### EXERCISE OBJECTIVE
Reproduce the data below verbatim from the line containing "async fn test_invalid_pattern_maps_to_connection_error()" through its final line, and produce nothing more.

EXCERPTED DATA START

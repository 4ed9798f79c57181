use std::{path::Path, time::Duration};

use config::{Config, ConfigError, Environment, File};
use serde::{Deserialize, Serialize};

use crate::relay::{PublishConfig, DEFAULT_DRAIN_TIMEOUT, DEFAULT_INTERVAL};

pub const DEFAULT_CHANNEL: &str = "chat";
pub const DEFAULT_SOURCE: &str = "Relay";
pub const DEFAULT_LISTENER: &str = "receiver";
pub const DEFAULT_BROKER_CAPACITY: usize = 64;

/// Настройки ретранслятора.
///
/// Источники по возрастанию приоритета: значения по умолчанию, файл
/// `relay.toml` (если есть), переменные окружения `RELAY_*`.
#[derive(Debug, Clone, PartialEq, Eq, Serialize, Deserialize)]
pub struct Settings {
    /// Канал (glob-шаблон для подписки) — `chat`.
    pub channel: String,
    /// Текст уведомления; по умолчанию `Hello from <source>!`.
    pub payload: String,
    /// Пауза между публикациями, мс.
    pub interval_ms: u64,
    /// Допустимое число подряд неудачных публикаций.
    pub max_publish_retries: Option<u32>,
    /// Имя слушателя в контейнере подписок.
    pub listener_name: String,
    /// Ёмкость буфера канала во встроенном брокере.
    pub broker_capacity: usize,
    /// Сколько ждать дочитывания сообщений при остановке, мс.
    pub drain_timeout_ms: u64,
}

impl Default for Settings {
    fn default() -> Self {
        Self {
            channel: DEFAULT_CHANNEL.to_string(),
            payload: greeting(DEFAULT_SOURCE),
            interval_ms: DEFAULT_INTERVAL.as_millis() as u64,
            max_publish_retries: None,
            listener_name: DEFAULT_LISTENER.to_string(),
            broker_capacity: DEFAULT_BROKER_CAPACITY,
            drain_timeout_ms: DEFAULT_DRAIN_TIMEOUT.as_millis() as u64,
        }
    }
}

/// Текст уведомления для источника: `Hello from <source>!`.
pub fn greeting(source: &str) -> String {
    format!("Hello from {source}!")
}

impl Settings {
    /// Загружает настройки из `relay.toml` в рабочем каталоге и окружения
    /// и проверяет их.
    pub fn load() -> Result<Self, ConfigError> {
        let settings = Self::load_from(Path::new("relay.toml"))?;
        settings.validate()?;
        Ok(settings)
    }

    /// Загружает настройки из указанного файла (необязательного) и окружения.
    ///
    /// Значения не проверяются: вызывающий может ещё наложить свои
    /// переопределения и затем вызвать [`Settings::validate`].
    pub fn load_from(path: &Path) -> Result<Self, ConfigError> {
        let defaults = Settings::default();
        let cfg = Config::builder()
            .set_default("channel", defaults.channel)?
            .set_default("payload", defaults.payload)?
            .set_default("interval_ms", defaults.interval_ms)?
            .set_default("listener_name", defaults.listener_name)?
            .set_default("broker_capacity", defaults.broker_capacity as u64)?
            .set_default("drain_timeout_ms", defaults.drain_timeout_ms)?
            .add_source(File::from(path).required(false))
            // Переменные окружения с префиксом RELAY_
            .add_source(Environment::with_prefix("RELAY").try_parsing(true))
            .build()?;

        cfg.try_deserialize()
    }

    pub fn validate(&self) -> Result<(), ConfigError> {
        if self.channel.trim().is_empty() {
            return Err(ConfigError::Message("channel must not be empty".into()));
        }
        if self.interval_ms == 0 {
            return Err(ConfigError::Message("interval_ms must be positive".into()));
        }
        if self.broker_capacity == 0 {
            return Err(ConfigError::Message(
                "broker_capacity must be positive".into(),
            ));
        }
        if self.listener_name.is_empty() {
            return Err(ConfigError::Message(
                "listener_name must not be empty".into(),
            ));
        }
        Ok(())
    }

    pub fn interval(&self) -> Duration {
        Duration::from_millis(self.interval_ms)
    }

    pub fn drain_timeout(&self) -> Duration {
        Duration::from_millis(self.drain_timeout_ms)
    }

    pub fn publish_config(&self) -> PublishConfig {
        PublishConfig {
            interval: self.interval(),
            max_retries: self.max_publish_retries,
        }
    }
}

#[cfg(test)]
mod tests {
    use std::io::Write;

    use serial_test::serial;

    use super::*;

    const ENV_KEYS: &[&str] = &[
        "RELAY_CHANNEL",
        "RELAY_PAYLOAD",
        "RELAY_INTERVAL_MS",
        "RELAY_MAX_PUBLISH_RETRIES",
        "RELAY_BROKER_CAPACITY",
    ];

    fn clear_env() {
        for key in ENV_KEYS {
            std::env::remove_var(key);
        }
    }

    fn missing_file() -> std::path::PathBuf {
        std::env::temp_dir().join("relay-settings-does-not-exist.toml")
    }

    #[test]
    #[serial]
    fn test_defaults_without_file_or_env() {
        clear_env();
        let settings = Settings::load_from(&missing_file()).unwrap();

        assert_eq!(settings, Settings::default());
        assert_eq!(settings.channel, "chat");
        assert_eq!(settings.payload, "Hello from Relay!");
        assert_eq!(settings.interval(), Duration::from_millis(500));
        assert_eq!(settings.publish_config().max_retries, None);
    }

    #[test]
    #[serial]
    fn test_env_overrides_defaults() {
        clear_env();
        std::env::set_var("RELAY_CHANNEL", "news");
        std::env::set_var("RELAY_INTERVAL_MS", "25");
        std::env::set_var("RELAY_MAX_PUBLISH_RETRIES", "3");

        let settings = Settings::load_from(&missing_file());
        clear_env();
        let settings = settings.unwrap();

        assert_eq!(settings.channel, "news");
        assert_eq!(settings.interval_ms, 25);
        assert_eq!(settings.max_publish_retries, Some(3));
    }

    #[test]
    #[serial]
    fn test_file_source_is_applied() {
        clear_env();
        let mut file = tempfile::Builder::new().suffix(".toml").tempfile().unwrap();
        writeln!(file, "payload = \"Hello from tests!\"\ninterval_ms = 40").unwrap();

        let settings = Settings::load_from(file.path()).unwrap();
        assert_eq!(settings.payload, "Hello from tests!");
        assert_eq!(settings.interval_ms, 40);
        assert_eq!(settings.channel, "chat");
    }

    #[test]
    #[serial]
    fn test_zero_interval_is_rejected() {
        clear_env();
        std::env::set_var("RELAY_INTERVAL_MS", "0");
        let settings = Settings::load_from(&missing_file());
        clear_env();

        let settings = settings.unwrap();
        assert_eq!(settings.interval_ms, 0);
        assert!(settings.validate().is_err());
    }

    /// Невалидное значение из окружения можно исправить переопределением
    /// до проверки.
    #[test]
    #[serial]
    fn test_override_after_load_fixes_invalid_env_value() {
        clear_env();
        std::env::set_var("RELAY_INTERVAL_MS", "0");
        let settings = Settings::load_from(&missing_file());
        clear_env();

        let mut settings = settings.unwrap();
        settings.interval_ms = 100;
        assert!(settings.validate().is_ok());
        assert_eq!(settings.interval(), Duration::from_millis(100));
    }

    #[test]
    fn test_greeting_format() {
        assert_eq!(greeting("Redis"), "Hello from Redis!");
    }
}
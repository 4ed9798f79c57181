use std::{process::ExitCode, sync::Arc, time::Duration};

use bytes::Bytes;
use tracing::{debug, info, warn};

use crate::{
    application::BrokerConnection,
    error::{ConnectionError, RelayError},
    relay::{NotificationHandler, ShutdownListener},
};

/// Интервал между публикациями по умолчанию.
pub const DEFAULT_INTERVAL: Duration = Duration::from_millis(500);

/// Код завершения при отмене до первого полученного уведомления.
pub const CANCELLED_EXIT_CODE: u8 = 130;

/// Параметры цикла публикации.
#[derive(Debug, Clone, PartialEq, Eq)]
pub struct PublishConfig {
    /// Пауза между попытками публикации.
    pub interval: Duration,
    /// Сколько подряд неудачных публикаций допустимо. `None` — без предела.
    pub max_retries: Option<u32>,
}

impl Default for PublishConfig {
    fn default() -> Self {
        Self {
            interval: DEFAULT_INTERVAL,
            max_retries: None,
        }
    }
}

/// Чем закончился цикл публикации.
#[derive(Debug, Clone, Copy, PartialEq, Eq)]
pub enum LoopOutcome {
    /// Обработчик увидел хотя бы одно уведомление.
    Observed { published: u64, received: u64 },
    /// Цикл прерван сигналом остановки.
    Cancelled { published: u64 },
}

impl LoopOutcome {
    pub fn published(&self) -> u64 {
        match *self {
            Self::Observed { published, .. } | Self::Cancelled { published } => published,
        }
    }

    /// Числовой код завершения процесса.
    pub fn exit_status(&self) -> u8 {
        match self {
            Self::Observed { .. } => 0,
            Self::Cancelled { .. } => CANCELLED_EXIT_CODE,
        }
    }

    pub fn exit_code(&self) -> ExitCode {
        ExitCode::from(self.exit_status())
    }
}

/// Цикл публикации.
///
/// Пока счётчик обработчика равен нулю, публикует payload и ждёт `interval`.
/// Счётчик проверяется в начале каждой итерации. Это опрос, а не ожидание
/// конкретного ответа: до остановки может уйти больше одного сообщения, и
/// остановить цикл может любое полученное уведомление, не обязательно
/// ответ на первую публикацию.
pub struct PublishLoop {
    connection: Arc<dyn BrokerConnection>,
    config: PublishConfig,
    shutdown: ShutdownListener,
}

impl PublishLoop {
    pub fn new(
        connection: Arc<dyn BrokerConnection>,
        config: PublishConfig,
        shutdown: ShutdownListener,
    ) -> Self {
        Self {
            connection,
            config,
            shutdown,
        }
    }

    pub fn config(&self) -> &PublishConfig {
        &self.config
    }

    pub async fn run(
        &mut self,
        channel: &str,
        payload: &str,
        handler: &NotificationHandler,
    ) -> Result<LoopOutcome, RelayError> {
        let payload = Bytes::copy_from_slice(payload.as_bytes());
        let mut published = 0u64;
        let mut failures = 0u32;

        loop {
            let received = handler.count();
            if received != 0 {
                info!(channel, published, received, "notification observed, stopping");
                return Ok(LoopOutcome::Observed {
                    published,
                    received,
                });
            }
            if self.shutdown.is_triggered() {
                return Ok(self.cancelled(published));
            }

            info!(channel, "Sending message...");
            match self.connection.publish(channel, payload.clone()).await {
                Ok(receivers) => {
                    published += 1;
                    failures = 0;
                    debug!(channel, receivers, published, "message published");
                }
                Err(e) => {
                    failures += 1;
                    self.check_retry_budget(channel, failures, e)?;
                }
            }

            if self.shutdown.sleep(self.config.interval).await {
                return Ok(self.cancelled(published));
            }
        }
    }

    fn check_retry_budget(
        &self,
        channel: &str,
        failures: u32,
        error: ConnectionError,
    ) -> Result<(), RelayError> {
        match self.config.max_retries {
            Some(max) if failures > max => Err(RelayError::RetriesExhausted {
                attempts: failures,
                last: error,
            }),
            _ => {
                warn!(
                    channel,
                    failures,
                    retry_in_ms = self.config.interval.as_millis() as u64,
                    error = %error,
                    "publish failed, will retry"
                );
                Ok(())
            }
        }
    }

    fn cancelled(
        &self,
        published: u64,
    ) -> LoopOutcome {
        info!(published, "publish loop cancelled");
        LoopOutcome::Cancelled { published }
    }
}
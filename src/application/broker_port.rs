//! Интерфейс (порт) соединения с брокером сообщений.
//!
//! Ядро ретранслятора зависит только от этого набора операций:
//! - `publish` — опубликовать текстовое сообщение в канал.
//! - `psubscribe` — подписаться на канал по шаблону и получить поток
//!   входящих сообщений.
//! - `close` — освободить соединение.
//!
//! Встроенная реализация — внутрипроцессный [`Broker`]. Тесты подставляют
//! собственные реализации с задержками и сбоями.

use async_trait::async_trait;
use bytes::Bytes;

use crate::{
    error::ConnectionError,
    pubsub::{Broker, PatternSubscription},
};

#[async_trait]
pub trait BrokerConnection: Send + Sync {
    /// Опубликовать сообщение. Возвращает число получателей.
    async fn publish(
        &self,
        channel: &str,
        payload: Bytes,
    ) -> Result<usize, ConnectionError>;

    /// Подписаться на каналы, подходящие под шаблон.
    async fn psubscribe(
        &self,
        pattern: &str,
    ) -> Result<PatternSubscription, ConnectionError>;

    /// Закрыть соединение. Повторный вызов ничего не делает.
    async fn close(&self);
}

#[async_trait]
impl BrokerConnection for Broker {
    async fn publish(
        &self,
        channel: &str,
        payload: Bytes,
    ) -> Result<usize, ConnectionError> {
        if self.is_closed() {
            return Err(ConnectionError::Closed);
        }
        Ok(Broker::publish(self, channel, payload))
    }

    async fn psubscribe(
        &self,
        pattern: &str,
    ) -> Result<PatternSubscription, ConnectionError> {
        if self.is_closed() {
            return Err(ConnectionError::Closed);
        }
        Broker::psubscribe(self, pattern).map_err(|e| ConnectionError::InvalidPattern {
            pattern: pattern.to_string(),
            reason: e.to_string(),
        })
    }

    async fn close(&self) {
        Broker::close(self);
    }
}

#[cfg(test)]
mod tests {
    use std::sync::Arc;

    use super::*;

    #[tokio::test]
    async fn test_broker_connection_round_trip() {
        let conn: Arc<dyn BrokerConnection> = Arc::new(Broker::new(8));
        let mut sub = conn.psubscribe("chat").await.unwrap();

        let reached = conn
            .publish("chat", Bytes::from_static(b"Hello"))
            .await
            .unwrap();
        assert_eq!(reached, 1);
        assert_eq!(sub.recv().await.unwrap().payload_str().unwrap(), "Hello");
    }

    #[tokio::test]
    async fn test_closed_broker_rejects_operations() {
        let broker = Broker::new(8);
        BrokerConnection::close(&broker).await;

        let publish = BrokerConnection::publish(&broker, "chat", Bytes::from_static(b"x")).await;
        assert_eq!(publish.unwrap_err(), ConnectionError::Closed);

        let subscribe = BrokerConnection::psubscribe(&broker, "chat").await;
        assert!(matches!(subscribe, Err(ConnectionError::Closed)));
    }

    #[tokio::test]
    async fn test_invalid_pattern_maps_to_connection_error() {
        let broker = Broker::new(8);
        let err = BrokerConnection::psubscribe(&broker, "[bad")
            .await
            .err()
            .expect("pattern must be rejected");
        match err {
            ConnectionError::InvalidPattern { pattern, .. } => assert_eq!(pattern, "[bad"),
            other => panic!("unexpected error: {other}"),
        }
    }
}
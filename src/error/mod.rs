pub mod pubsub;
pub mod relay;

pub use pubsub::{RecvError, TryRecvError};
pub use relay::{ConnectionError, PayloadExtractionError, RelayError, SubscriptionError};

EXCERPTED DATA END

### SOLUTION
    async fn test_invalid_pattern_maps_to_connection_error() {
        let broker = Broker::new(8);
        let err = BrokerConnection::psubscribe(&broker, "[bad")
            .await
            .err()
            .expect("pattern must be rejected");
        match err {
            ConnectionError::InvalidPattern { pattern, .. } => assert_eq!(pattern, "[bad"),
            other => panic!("unexpected error: {other}"),
        }
    }
}
filename src/error/mod.rs
pub mod pubsub;
pub mod relay;

pub use pubsub::{RecvError, TryRecvError};
pub use relay::{ConnectionError, PayloadExtractionError, RelayError, SubscriptionError};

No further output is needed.